Die Rahmenbedingungen für die Entwicklung der Orphan Drugs – von pharmazeutischen
Unternehmern seit Jahren bereits, ebenso wie die Krebsmedizin, als neues, sehr lukratives
Geschäftsfeld erkannt – sollten von Seiten der regulatorischen Behörden und der
Gesundheitspolitik einer kritischen Analyse unterzogen werden. Orphan Drugs zeigen in den
letzten Jahren ein stabiles Umsatzwachstum, mit Wachstumsraten von etwa 7,5 Prozent und
inzwischen einem globalen Umsatz von mehr als 100 Mrd. US-Dollar pro Jahr, der einem Anteil
von etwa 15 Prozent am weltweiten Umsatz von Arzneimitteln entspricht. Nur vereinzelt ist dies
auf die Entwicklung von Orphan Drugs für Patienten mit sehr seltenen angeborenen
Erkrankungen, wie der Mukoviszidose oder Mukopolysaccharidose, zurückzuführen.

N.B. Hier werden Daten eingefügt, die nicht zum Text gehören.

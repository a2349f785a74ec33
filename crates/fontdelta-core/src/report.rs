//! Diagnostics that are worth telling the caller about
//!
//! A comparison run has a handful of non-fatal outcomes the caller may want
//! to surface: a script too sparse to test, a script without a word list,
//! characters no corpus word covered. Components receive a [`Reporter`]
//! instead of writing to a global logger, so tests can inspect exactly what
//! was reported.

use std::collections::BTreeSet;
use std::fmt;
use std::path::PathBuf;

use parking_lot::Mutex;

/// Something noteworthy that did not stop the run
#[derive(Debug, Clone, PartialEq, Eq)]
pub enum Diagnostic {
    /// Allowed corpus characters that no kept word used
    UnseenCharacters { unseen: BTreeSet<char>, total: usize },
    /// Script skipped because the font covers too few of its codepoints
    SparseScript {
        script: String,
        codepoints: usize,
        minimum: usize,
    },
    /// Script skipped because no word list exists for it
    MissingWordlist { script: String, path: PathBuf },
    /// A word list is about to be tested
    TestingWords { script: String, count: usize },
}

impl Diagnostic {
    /// Whether the run lost coverage because of this
    pub fn is_warning(&self) -> bool {
        matches!(self, Diagnostic::MissingWordlist { .. })
    }
}

impl fmt::Display for Diagnostic {
    fn fmt(&self, f: &mut fmt::Formatter<'_>) -> fmt::Result {
        match self {
            Diagnostic::UnseenCharacters { unseen, total } => {
                let chars: String = unseen.iter().collect();
                write!(
                    f,
                    "Following {}/{} characters not seen in any words: {:?}",
                    unseen.len(),
                    total,
                    chars
                )
            },
            Diagnostic::SparseScript {
                script,
                codepoints,
                minimum,
            } => write!(
                f,
                "Skipping {script}: {codepoints} codepoints, need at least {minimum}"
            ),
            Diagnostic::MissingWordlist { script, path } => {
                write!(f, "No wordlist for {script} ({})", path.display())
            },
            Diagnostic::TestingWords { script, count } => {
                write!(f, "Testing {count} words for {script}")
            },
        }
    }
}

/// Receives diagnostics from fontdelta components
pub trait Reporter: Send + Sync {
    fn report(&self, diagnostic: Diagnostic);
}

/// Forwards diagnostics to the `log` facade
#[derive(Debug, Default, Clone, Copy)]
pub struct LogReporter;

impl Reporter for LogReporter {
    fn report(&self, diagnostic: Diagnostic) {
        if diagnostic.is_warning() {
            log::warn!("{diagnostic}");
        } else {
            log::info!("{diagnostic}");
        }
    }
}

/// Keeps every diagnostic in memory
#[derive(Debug, Default)]
pub struct MemoryReporter {
    entries: Mutex<Vec<Diagnostic>>,
}

impl MemoryReporter {
    pub fn new() -> Self {
        Self::default()
    }

    /// Everything reported so far, in arrival order
    pub fn entries(&self) -> Vec<Diagnostic> {
        self.entries.lock().clone()
    }

    /// Drains the collected diagnostics
    pub fn take(&self) -> Vec<Diagnostic> {
        std::mem::take(&mut *self.entries.lock())
    }
}

impl Reporter for MemoryReporter {
    fn report(&self, diagnostic: Diagnostic) {
        self.entries.lock().push(diagnostic);
    }
}
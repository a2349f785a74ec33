//! Comparing many already-matched font pairs at once

use std::collections::BTreeMap;
use std::path::{Path, PathBuf};

use rayon::prelude::*;
use serde::{Deserialize, Serialize};

use fontdelta_core::{error::Result, FontHandle};

use crate::{Differ, FontDiff};

/// A style whose before and after fonts have already been paired up
#[derive(Debug, Clone, PartialEq, Serialize, Deserialize)]
pub struct MatchedPair {
    /// Display name, e.g. `Bold Italic`
    pub style: String,
    pub before: PathBuf,
    pub after: PathBuf,
    /// Variable font instance both sides are compared at; empty for statics
    #[serde(default)]
    pub coordinates: BTreeMap<String, f32>,
}

/// Outcome for one pair; a failure here leaves the other pairs untouched
#[derive(Debug)]
pub struct PairResult {
    pub style: String,
    pub result: Result<FontDiff>,
}

impl Differ {
    /// Compares every pair in parallel
    ///
    /// `load` opens a font file as a handle pinned to the pair's coordinates.
    /// Results come back ordered by style.
    pub fn diff_pairs<L>(&self, pairs: &[MatchedPair], load: L) -> Vec<PairResult>
    where
        L: Fn(&Path, &BTreeMap<String, f32>) -> Result<FontHandle> + Sync,
    {
        let mut results: Vec<PairResult> = pairs
            .par_iter()
            .map(|pair| {
                log::info!("Comparing {}", pair.style);
                let result = load(&pair.before, &pair.coordinates).and_then(|before| {
                    let after = load(&pair.after, &pair.coordinates)?;
                    self.diff_fonts(&before, &after)
                });
                if let Err(ref e) = result {
                    log::warn!("{}: {}", pair.style, e);
                }
                PairResult {
                    style: pair.style.clone(),
                    result,
                }
            })
            .collect();

        results.sort_by(|a, b| a.style.cmp(&b.style));
        results
    }
}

Verantwortlich für das Umsatzwachstum ist eher die „Orphanisierung“ sogenannter
Volkskrankheiten im Rahmen der individualisierten Arzneimitteltherapie – insbesondere bei
Krebserkrankungen, bei denen es zunehmend gelingt, kleine Untergruppen bei eher häufigen
Tumorerkrankungen anhand von Biomarkern zu unterscheiden. Orphan Drugs werden in
Zulassungsstudien, etwa bei Krebs und neurologischen Erkrankungen, weniger gründlich
geprüft als andere Arzneimittel. Dies liegt vor allem an der kleinen Anzahl von untersuchten
Patienten, dem mitunter nicht-randomisierten Design der klinischen Studien mit meist
Surrogatendpunkten und der sehr kurzen Nachbeobachtungsdauer. Auch hier gilt es, in
Zukunft die Anforderungen an die Zulassung von Orphan Drugs zu erhöhen. Dabei sollte mehr
Wert gelegt werden auf wissenschaftliche Erkenntnisse zu patientenrelevanten Endpunkten
sowie auf Vergleichsstudien mit therapeutischen Alternativen, die auch bei Orphan Drugs
mitunter durchaus zur Verfügung stehen.